**To do**
Each line with the word "PathBuf" must appear in the answer, copied from the records.

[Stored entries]

use std::io;
use std::path::PathBuf;

/// Why one archive could not be processed to the end.
#[derive(Debug, thiserror::Error)]
pub enum ExtractError {
    #[error("{0}")]
    ArchiveOpen(#[source] unpack_archive::Error),

    #[error("read failed: {0}")]
    ArchiveRead(#[source] unpack_archive::Error),

    #[error("cannot write '{path}': {source}")]
    DestinationWrite { path: PathBuf, source: io::Error },

    #[error("worker task aborted: {0}")]
    TaskAborted(String),
}

impl ExtractError {
    pub(crate) fn write(path: impl Into<PathBuf>, source: io::Error) -> Self {
        Self::DestinationWrite {
            path: path.into(),
            source,
        }
    }
}

pub type Result<T> = std::result::Result<T, ExtractError>;
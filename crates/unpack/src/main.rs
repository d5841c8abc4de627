use std::process::ExitCode;

use anyhow::{Context, Result};
use clap::Parser;
use tokio::runtime::{Builder, Runtime};
use tracing::debug;
use tracing_subscriber::EnvFilter;
use unpack_extract::{ExtractOptions, Scheduler};

use crate::cli::Cli;
use crate::diagnostics::ConsoleDiagnostics;
use crate::progress::ProgressTracker;

mod cli;
mod diagnostics;
mod progress;

fn main() -> Result<ExitCode> {
    let cli = Cli::parse();
    init_tracing(cli.verbose);

    let work = unpack_manifest::load(&cli.manifest)
        .with_context(|| format!("failed to load manifest '{}'", cli.manifest.display()))?;

    let jobs = cli.jobs();
    let options = ExtractOptions::default().concurrency(jobs);
    debug!(?options, "options");

    let tracker = ProgressTracker::new(work.len() as u64);
    let diagnostics = ConsoleDiagnostics::new(tracker.bar().clone());
    let scheduler = Scheduler::new(options, &tracker, &diagnostics);

    let report = runtime(jobs)?.block_on(scheduler.run(work, &cli.archive_dir));
    tracker.finish(None);

    if cli.strict && report.has_problems() {
        return Ok(ExitCode::FAILURE);
    }
    Ok(ExitCode::SUCCESS)
}

fn init_tracing(verbose: u8) {
    let filter = EnvFilter::try_from_default_env().unwrap_or_else(|_| match verbose {
        0 => EnvFilter::new("warn"),
        1 => EnvFilter::new("info"),
        _ => EnvFilter::new("debug"),
    });

    tracing_subscriber::fmt()
        .with_env_filter(filter)
        .with_writer(std::io::stderr)
        .with_target(false)
        .init();
}

/// Archive work runs on the blocking pool, so that pool is what `jobs` sizes.
fn runtime(jobs: usize) -> Result<Runtime> {
    Builder::new_multi_thread()
        .max_blocking_threads(jobs)
        .build()
        .context("failed to start the async runtime")
}
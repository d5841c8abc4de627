//! Sequential entry streaming over archive files.
//!
//! # Architecture
//!
//! - `format.rs` - Format detection and decompression wrappers
//! - `entry.rs` - The borrowed entry handed out during iteration
//! - `source/` - Per-format `EntrySource` implementations
//!
//! Entries are produced lazily in the order the container stores them. An
//! entry's reader borrows its source, so it can only be read during the
//! iteration step that produced it; entries that are never read are never
//! buffered.

pub use entry::{ArchiveEntry, EntryKind};
pub use error::{Error, Result};
pub use format::{ArchiveFormat, Compression, Decoder, detect_format, detect_from_reader};
pub use source::{ArchiveFile, Entries, EntrySource};

mod entry;
mod error;
mod format;
mod source;
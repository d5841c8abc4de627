use std::io::Read;

use crate::Result;
use crate::entry::{ArchiveEntry, EntryKind};
use crate::error::Error;
use crate::source::EntrySource;

/// Streams tar headers; skipped bodies are seeked or read past by `tar` itself.
pub struct TarSource<'a, R: Read + 'a> {
    entries: tar::Entries<'a, R>,
}

impl<'a, R: Read + 'a> TarSource<'a, R> {
    pub fn new(entries: tar::Entries<'a, R>) -> Self {
        Self { entries }
    }
}

impl<'a, R: Read + 'a> EntrySource for TarSource<'a, R> {
    fn next_entry(&mut self) -> Option<Result<ArchiveEntry<'_>>> {
        let entry = match self.entries.next()? {
            Ok(e) => e,
            Err(e) => return Some(Err(Error::Corrupted(e.to_string()))),
        };

        let name = String::from_utf8_lossy(&entry.path_bytes()).into_owned();
        let size = entry.size();
        let entry_type = entry.header().entry_type();
        let kind = if entry_type.is_file() {
            EntryKind::File
        } else if entry_type.is_dir() {
            EntryKind::Directory
        } else if entry_type.is_symlink() || entry_type.is_hard_link() {
            EntryKind::Link
        } else {
            EntryKind::Other
        };

        Some(Ok(ArchiveEntry::new(name, size, kind, entry)))
    }
}
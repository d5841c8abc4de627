use std::collections::{BTreeMap, BTreeSet, btree_map};

/// Archive file name, relative to the archive directory.
pub type ArchiveId = String;

/// Entry name inside an archive, also used verbatim as the output file name.
pub type EntryName = String;

/// Requested entries of one archive.
pub type TargetSet = BTreeSet<EntryName>;

const SEPARATOR: char = '!';

/// Split a cell on its first `!` into `(archive, entry)`.
///
/// Returns `None` for cells that are not requests: no separator, or an
/// entry part that is empty or whitespace. The archive part may be empty.
pub fn parse_request(cell: &str) -> Option<(&str, &str)> {
    let (archive, entry) = cell.split_once(SEPARATOR)?;
    if entry.trim().is_empty() {
        return None;
    }
    Some((archive, entry))
}

/// Requested entries grouped by archive.
///
/// Every archive present maps to a non-empty set: groups only come into
/// existence together with their first entry.
#[derive(Clone, Debug, Default, PartialEq, Eq)]
pub struct WorkMap {
    archives: BTreeMap<ArchiveId, TargetSet>,
}

impl WorkMap {
    pub fn new() -> Self {
        Self::default()
    }

    /// Build a map from raw cell values, keeping only request cells.
    pub fn from_cells<I, S>(cells: I) -> Self
    where
        I: IntoIterator<Item = S>,
        S: AsRef<str>,
    {
        let mut map = Self::new();
        for cell in cells {
            map.add_cell(cell.as_ref());
        }
        map
    }

    /// Record `cell` if it is a request. Returns whether it was one.
    pub fn add_cell(&mut self, cell: &str) -> bool {
        match parse_request(cell) {
            Some((archive, entry)) => {
                self.archives
                    .entry(archive.to_owned())
                    .or_default()
                    .insert(entry.to_owned());
                true
            }
            None => false,
        }
    }

    /// Number of archives.
    pub fn len(&self) -> usize {
        self.archives.len()
    }

    pub fn is_empty(&self) -> bool {
        self.archives.is_empty()
    }

    /// Total number of distinct `(archive, entry)` requests.
    pub fn request_count(&self) -> usize {
        self.archives.values().map(BTreeSet::len).sum()
    }

    pub fn get(&self, archive: &str) -> Option<&TargetSet> {
        self.archives.get(archive)
    }

    pub fn iter(&self) -> btree_map::Iter<'_, ArchiveId, TargetSet> {
        self.archives.iter()
    }
}

impl IntoIterator for WorkMap {
    type Item = (ArchiveId, TargetSet);
    type IntoIter = btree_map::IntoIter<ArchiveId, TargetSet>;

    fn into_iter(self) -> Self::IntoIter {
        self.archives.into_iter()
    }
}

impl<'a> IntoIterator for &'a WorkMap {
    type Item = (&'a ArchiveId, &'a TargetSet);
    type IntoIter = btree_map::Iter<'a, ArchiveId, TargetSet>;

    fn into_iter(self) -> Self::IntoIter {
        self.archives.iter()
    }
}

#[cfg(test)]
mod tests {
    use super::*;

    fn set(names: &[&str]) -> TargetSet {
        names.iter().map(|n| n.to_string()).collect()
    }

    #[test]
    fn parse_splits_on_first_separator() {
        assert_eq!(parse_request("a.zip!dir/b!c"), Some(("a.zip", "dir/b!c")));
    }

    #[test]
    fn parse_rejects_cells_without_separator() {
        assert_eq!(parse_request("plain value"), None);
        assert_eq!(parse_request(""), None);
    }

    #[test]
    fn parse_rejects_blank_entries() {
        assert_eq!(parse_request("a.zip!"), None);
        assert_eq!(parse_request("a.zip!   "), None);
        assert_eq!(parse_request("a.zip!\t\u{00A0}"), None);
    }

    #[test]
    fn parse_keeps_entry_verbatim() {
        assert_eq!(parse_request("a.zip! padded "), Some(("a.zip", " padded ")));
    }

    #[test]
    fn parse_allows_empty_archive() {
        assert_eq!(parse_request("!orphan.txt"), Some(("", "orphan.txt")));
    }

    #[test]
    fn groups_by_archive() {
        let map = WorkMap::from_cells(["a.zip!x", "b.zip!y", "a.zip!z"]);
        assert_eq!(map.len(), 2);
        assert_eq!(map.get("a.zip"), Some(&set(&["x", "z"])));
        assert_eq!(map.get("b.zip"), Some(&set(&["y"])));
        assert_eq!(map.request_count(), 3);
    }

    #[test]
    fn duplicates_collapse() {
        let map = WorkMap::from_cells(["a.zip!x", "a.zip!x", "a.zip!x"]);
        assert_eq!(map.get("a.zip"), Some(&set(&["x"])));
        assert_eq!(map.request_count(), 1);
    }

    #[test]
    fn non_requests_are_excluded() {
        let map = WorkMap::from_cells(["id", "42", "a.zip!x", "note", "b.zip!"]);
        assert_eq!(map.len(), 1);
        for (_, targets) in &map {
            assert!(targets.iter().all(|t| !t.is_empty()));
            assert!(!targets.contains("id"));
            assert!(!targets.contains("note"));
        }
    }

    #[test]
    fn no_group_is_ever_empty() {
        let cells = ["a!", "b! ", "c!x", "!", "d", "e!y", "a!  "];
        let map = WorkMap::from_cells(cells);
        assert!(map.iter().all(|(_, targets)| !targets.is_empty()));
        assert_eq!(map.get("a"), None);
        assert_eq!(map.get("b"), None);
    }

    #[test]
    fn add_cell_reports_whether_accepted() {
        let mut map = WorkMap::new();
        assert!(map.add_cell("a.zip!x"));
        assert!(!map.add_cell("header"));
        assert_eq!(map.len(), 1);
    }

    #[test]
    fn empty_archive_id_forms_a_group() {
        let map = WorkMap::from_cells(["!orphan.txt"]);
        assert_eq!(map.get(""), Some(&set(&["orphan.txt"])));
    }
}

**Result of the task**
use std::path::PathBuf;
    DestinationWrite { path: PathBuf, source: io::Error },
    pub(crate) fn write(path: impl Into<PathBuf>, source: io::Error) -> Self {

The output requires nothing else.